# conduit reamers



## william1978 (Sep 21, 2008)

You mean your suppose to ream conduit after cutting it.


----------



## tkb (Jan 21, 2009)

Small EMT-Linesman
1-1/4 and larger-half round file

Rigid-reamer


----------



## paulcanada (Feb 6, 2009)

Same here. I have ran EMT a whopping one time, not counting the odd nipple or quick transformer hookup, and always just used my linesman. And for pipe, I just use the rigid reamer thats on the tri-stand. I cheated a couple of times with an old step bit but I think that was pretty sketchy. 

Paul.


----------



## Arc Angle (Feb 6, 2009)

I use this. :thumbsup:


----------



## B4T (Feb 10, 2009)

I use a square shank screwdriver (craftsman) for the inside and Lineman's cutter gutter for the outside. That is the place that holds tiny pieces of wire when you cut them.. opposite of cutting edge


----------



## RUSSIAN (Mar 4, 2008)

I use a conduit reamer...


----------



## MechanicalDVR (Dec 29, 2007)

I use the reamer that attaches to a screwdriver or the pliers.


----------



## Adam12 (May 28, 2008)

I use a conduit reamer.


----------



## Hombredingo (Mar 29, 2009)

Less than 1" I use my Nines for the inside and my channies on the outside. Big conduit I use a file.


----------



## cdnelectrician (Mar 14, 2008)

1/2" & 3/4" I use my nines, 1" and above I use a half round file...Usually when I'm working with rigid I'll cut it with a portaband or sawzall (if available) and use a half round file to ream it.


----------



## Bruce H. (Jul 27, 2008)

*Conduit Reamer*

ideal tool can be used by hand or chucked into a drill.

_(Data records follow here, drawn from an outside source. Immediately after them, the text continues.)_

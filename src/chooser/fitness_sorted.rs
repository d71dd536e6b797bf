use std::rc::Rc;

use tracing::trace;

use crate::chooser::{Chooser, ProofData, Suggestion};
use crate::fitness::FitnessFunction;
use crate::metrics::Metrics;
use crate::transformer::{SubstituteInConsequent, Transformer};
use crate::vc::VC;

/// Ranks a rule library against each VC, best first, dropping rules below the threshold.
/// Ground equalities in the VC's own antecedent become extra substitution steps, tried last.
pub struct FitnessSorted {
    library: Vec<Rc<dyn Transformer>>,
    fitness: Box<dyn FitnessFunction>,
    threshold: f64,
    local_theorems: bool,
}

impl FitnessSorted {
    pub fn new(
        library: Vec<Rc<dyn Transformer>>,
        fitness: Box<dyn FitnessFunction>,
        threshold: f64,
    ) -> FitnessSorted {
        FitnessSorted {
            library,
            fitness,
            threshold,
            local_theorems: true,
        }
    }

    pub fn with_local_theorems(mut self, local_theorems: bool) -> FitnessSorted {
        self.local_theorems = local_theorems;
        self
    }
}

/// Substitutions in both directions for every ground equality the antecedent states.
pub fn local_substitutions(vc: &VC) -> Vec<Rc<dyn Transformer>> {
    let mut answer: Vec<Rc<dyn Transformer>> = vec![];
    for fact in vc.antecedent().iter() {
        if !fact.is_equality() || fact.has_quantified() || fact.is_obviously_true() {
            continue;
        }
        let (left, right) = (fact.arg(0), fact.arg(1));
        answer.push(Rc::new(SubstituteInConsequent::new(
            "local",
            left.clone(),
            right.clone(),
        )));
        answer.push(Rc::new(SubstituteInConsequent::new(
            "local",
            right.clone(),
            left.clone(),
        )));
    }
    answer
}

impl Chooser for FitnessSorted {
    fn suggest<'a>(
        &'a self,
        vc: &'a VC,
        depth: usize,
        _metrics: &mut Metrics,
        data: &ProofData,
    ) -> Box<dyn Iterator<Item = Suggestion> + 'a> {
        let mut scored: Vec<(f64, &Rc<dyn Transformer>)> = self
            .library
            .iter()
            .map(|rule| (self.fitness.score(rule.as_ref(), vc), rule))
            .filter(|(score, _)| *score >= self.threshold)
            .collect();
        // Stable, so ties keep the preoptimized order.
        scored.sort_by(|a, b| b.0.total_cmp(&a.0));
        trace!(
            depth,
            kept = scored.len(),
            library = self.library.len(),
            "ranked rules"
        );

        let locals = if self.local_theorems {
            local_substitutions(vc)
        } else {
            vec![]
        };
        let data = data.clone();
        let local_data = data.clone();
        Box::new(
            scored
                .into_iter()
                .map(move |(score, rule)| {
                    Suggestion::new(rule.clone(), data.clone())
                        .with_note(format!("fitness {:.2}", score))
                })
                .chain(locals.into_iter().map(move |rule| {
                    Suggestion::new(rule, local_data.clone()).with_note("local theorem")
                })),
        )
    }

    fn preoptimize(&mut self, vc: &VC) {
        let fitness = &self.fitness;
        let mut ranked: Vec<(f64, Rc<dyn Transformer>)> = self
            .library
            .drain(..)
            .map(|rule| (fitness.score(rule.as_ref(), vc), rule))
            .collect();
        ranked.sort_by(|a, b| b.0.total_cmp(&a.0));
        self.library = ranked.into_iter().map(|(_, rule)| rule).collect();
    }
}
use std::ops::ControlFlow;
use std::rc::Rc;
use std::time::Instant;

use tracing::{debug, trace, warn};

use crate::chooser::{
    Chooser, Concatenation, CycleDetector, DepthTether, FitnessSorted, FixedFirstStep,
    ListChooser, ProofData, SimplifyInterleave, Suggestion, TokenSource,
};
use crate::fitness::DefaultFitness;
use crate::metrics::{Interrupt, Metrics, Progress};
use crate::proof::{Proof, ProofStep};
use crate::prover::{Outcome, ProofResult, ProverConfig};
use crate::theorem::RuleLibrary;
use crate::transformer::{
    simplify_fully, BatchDevelop, ExistentialInstantiation, NewTermsOnly, Productive, Singleton,
    Transformer,
};
use crate::vc::VC;

/// The strategy used unless the caller brings their own.
/// Ranked library rules, then existential instantiation, under depth and cycle guards.
/// Library rules only offer alternatives that still differ from the VC after simplification.
/// Batch development polls the interrupt, which the prover arms for each attempt.
pub fn default_chooser(
    config: &ProverConfig,
    library: &RuleLibrary,
    interrupt: &Interrupt,
) -> Box<dyn Chooser> {
    let rules: Vec<Rc<dyn Transformer>> = library
        .transformers()
        .iter()
        .map(|rule| Rc::new(Productive::new(rule.clone())) as Rc<dyn Transformer>)
        .collect();
    let ranked = FitnessSorted::new(
        rules,
        Box::new(DefaultFitness::default()),
        config.fitness_threshold,
    )
    .with_local_theorems(config.local_theorems);
    let instantiate: Rc<dyn Transformer> =
        Rc::new(ExistentialInstantiation::new(library.global_facts().clone()));
    let mut chooser: Box<dyn Chooser> = Box::new(Concatenation::new(vec![
        Box::new(ranked),
        Box::new(ListChooser::new(vec![instantiate])),
    ]));

    if let Some(min_depth) = config.interleave_from {
        chooser = Box::new(SimplifyInterleave::new(chooser, min_depth));
    }

    if config.develop_rounds > 0 {
        let developers: Vec<Rc<dyn Transformer>> = library
            .developers()
            .into_iter()
            .map(|rule| Rc::new(NewTermsOnly::new(rule)) as Rc<dyn Transformer>)
            .collect();
        let batch = Rc::new(Singleton::new(Rc::new(
            BatchDevelop::new(developers, config.develop_rounds)
                .with_interrupt(interrupt.clone()),
        )));
        let mut tokens = TokenSource::new();
        chooser = Box::new(FixedFirstStep::new(batch, chooser, tokens.issue()));
    }

    Box::new(CycleDetector::new(Box::new(DepthTether::new(
        chooser,
        config.max_depth,
    ))))
}

pub struct Prover {
    config: ProverConfig,
    chooser: Box<dyn Chooser>,

    // Shared with whatever in the chooser needs to stop early.
    interrupt: Interrupt,
}

impl Prover {
    pub fn new(config: ProverConfig, library: &RuleLibrary) -> Prover {
        let interrupt = Interrupt::new();
        let chooser = default_chooser(&config, library, &interrupt);
        Prover {
            config,
            chooser,
            interrupt,
        }
    }

    pub fn with_chooser(config: ProverConfig, chooser: Box<dyn Chooser>) -> Prover {
        Prover {
            config,
            chooser,
            interrupt: Interrupt::new(),
        }
    }

    /// Uses an interrupt the caller already handed to steps inside a custom chooser.
    pub fn with_interrupt(mut self, interrupt: Interrupt) -> Prover {
        self.interrupt = interrupt;
        self
    }

    pub fn config(&self) -> &ProverConfig {
        &self.config
    }

    pub fn prove(&mut self, vc: &VC) -> ProofResult {
        let mut metrics = Metrics::new();
        self.prove_with(vc, &mut metrics)
    }

    /// Searches using caller-supplied metrics, so the caller can watch progress or cancel.
    pub fn prove_with(&mut self, vc: &VC, metrics: &mut Metrics) -> ProofResult {
        self.chooser.preoptimize(vc);
        let start = Instant::now();
        self.interrupt.arm(
            self.config.timeout.map(|timeout| start + timeout),
            metrics.cancellation_token(),
        );
        let mut search = Search {
            config: &self.config,
            chooser: self.chooser.as_ref(),
            interrupt: &self.interrupt,
            warned: false,
            steps: vec![],
        };

        let outcome = match search.explore(vc, 0, metrics, &ProofData::new()) {
            ControlFlow::Break(outcome) => outcome,
            // A step that stopped early yields nothing, so the search can run dry after an interrupt.
            ControlFlow::Continue(()) => search.interruption().unwrap_or(Outcome::Exhausted),
        };
        debug!(
            vc = %vc.name(),
            outcome = %outcome,
            proofs_considered = metrics.proofs_considered,
            backtracks = metrics.backtracks,
            elapsed_ms = start.elapsed().as_millis() as u64,
            "search finished"
        );

        let proof = match outcome {
            Outcome::Proved | Outcome::Inconsistent => {
                // Steps were pushed while unwinding, deepest first.
                let mut steps = search.steps;
                steps.reverse();
                Some(Proof::new(vc.clone(), steps))
            }
            _ => None,
        };
        ProofResult {
            outcome,
            proof,
            metrics: metrics.summary(),
        }
    }
}

/// The state of one proof attempt.
/// Continue means a branch was exhausted. Break carries a terminal outcome to the root.
struct Search<'p> {
    config: &'p ProverConfig,
    chooser: &'p dyn Chooser,
    interrupt: &'p Interrupt,

    // The depth warning is only logged once per attempt.
    warned: bool,

    steps: Vec<ProofStep>,
}

impl<'p> Search<'p> {
    fn interruption(&self) -> Option<Outcome> {
        if self.interrupt.is_cancelled() {
            return Some(Outcome::Interrupted);
        }
        if self.interrupt.is_expired() {
            return Some(Outcome::Timeout);
        }
        None
    }

    fn explore(
        &mut self,
        vc: &VC,
        depth: usize,
        metrics: &mut Metrics,
        data: &ProofData,
    ) -> ControlFlow<Outcome> {
        // Cancellation waits until the state has been checked, so a VC that is already proved stays proved.
        if self.interrupt.is_expired() {
            return ControlFlow::Break(Outcome::Timeout);
        }
        metrics.proofs_considered += 1;
        metrics.record_depth(depth);

        let simplified;
        let vc = if depth >= self.config.simplify_min_depth {
            simplified = simplify_fully(vc);
            &simplified
        } else {
            vc
        };

        if vc.is_proved() {
            trace!(depth, vc = %vc.name(), "proved");
            return ControlFlow::Break(Outcome::Proved);
        }
        if vc.is_inconsistent() {
            debug!(depth, vc = %vc.name(), "antecedent is inconsistent");
            return ControlFlow::Break(Outcome::Inconsistent);
        }
        if self.interrupt.is_cancelled() {
            return ControlFlow::Break(Outcome::Interrupted);
        }
        if depth > self.config.depth_warning && !self.warned {
            warn!(depth, vc = %vc.name(), "search is suspiciously deep");
            self.warned = true;
        }

        let chooser: &'p dyn Chooser = self.chooser;
        let suggestions = chooser.suggest(vc, depth, metrics, data);
        if depth > 0 {
            for suggestion in suggestions {
                self.attempt(vc, suggestion, depth, metrics)?;
            }
            return ControlFlow::Continue(());
        }

        // At the top level we need the total to report progress.
        let suggestions: Vec<Suggestion> = suggestions.collect();
        let total = suggestions.len();
        for (i, suggestion) in suggestions.into_iter().enumerate() {
            self.attempt(vc, suggestion, depth, metrics)?;
            metrics.report_progress(Progress {
                completed: i + 1,
                total,
            });
        }
        ControlFlow::Continue(())
    }

    /// Explores every alternative one suggested step produces.
    fn attempt(
        &mut self,
        vc: &VC,
        suggestion: Suggestion,
        depth: usize,
        metrics: &mut Metrics,
    ) -> ControlFlow<Outcome> {
        if let Some(outcome) = self.interruption() {
            return ControlFlow::Break(outcome);
        }
        let transformer = suggestion.transformer.clone();
        metrics.record_try(&transformer.key());
        trace!(depth, step = %suggestion, "trying");

        for candidate in transformer.transform(vc) {
            if let ControlFlow::Break(outcome) =
                self.explore(&candidate, depth + 1, metrics, &suggestion.data)
            {
                if matches!(outcome, Outcome::Proved | Outcome::Inconsistent) {
                    self.steps.push(ProofStep {
                        description: transformer.to_string(),
                        notes: suggestion.notes.clone(),
                        vc: candidate,
                    });
                }
                return ControlFlow::Break(outcome);
            }
        }
        ControlFlow::Continue(())
    }
}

Handy!


----------



## redbeard43 (Mar 20, 2009)

if my reamer is not handy, ill use channel lock inside and out. Sometimes i use a unibit on the inside and channels on the outside. sometimes a sharp set of tin snips works well for the inside.


----------



## Shaffer87 (Feb 11, 2009)

Klien reamer for everything up to one inch, file for everything else. What are "nines"?


----------



## te12co2w (Jun 3, 2007)

Shaffer87 said:


> Klien reamer for everything up to one inch, file for everything else. What are "nines"?


Klein 9" linesman pliers.


----------



## running dummy (Mar 19, 2009)

Bruce: thats basically what im runnin too. If thats not there my channellocks work great


----------



## nick (Feb 14, 2008)

Well i use my helper he reams all the pipe .:thumbsup:


----------



## william1978 (Sep 21, 2008)

nick said:


> Well i use my helper he reams all the pipe .:thumbsup:


 
That sounds like the best reamer of all.:thumbup:


----------



## redbeard43 (Mar 20, 2009)

william1978 said:


> That sounds like the best reamer of all.:thumbup:


 
I had to learn the hard way when i started,:thumbup:


----------



## 480sparky (Sep 20, 2007)

nick said:


> Well i use my helper he reams all the pipe .:thumbsup:


Doesn't he tend to get all bloody by the end of the day?


----------



## plantboy (Apr 3, 2009)

Shaffer87 said:


> Klien reamer for everything up to one inch, file for everything else. What are "nines"?


Exactly.

Was using sidecutters or linesman before.


----------



## electricalperson (Jan 11, 2008)

i must be the only guy on earth that has the klein conduit reaming/locknut pliers


----------



## redbeard43 (Mar 20, 2009)

electricalperson said:


> i must be the only guy on earth that has the klein conduit reaming/locknut pliers


Thi sis mine unless someone likes it more than i do or i just plain lose it. Greenlee has one very similiar to it, but I actually lost it after about 10 uses.


----------



## Frasbee (Apr 7, 2008)

I use my needle nose and channel locks, I always have them on me anyway.


----------



## Arc Angle (Feb 6, 2009)

Bruce H. said:


> ideal tool can be used by hand or chucked into a drill. Handy!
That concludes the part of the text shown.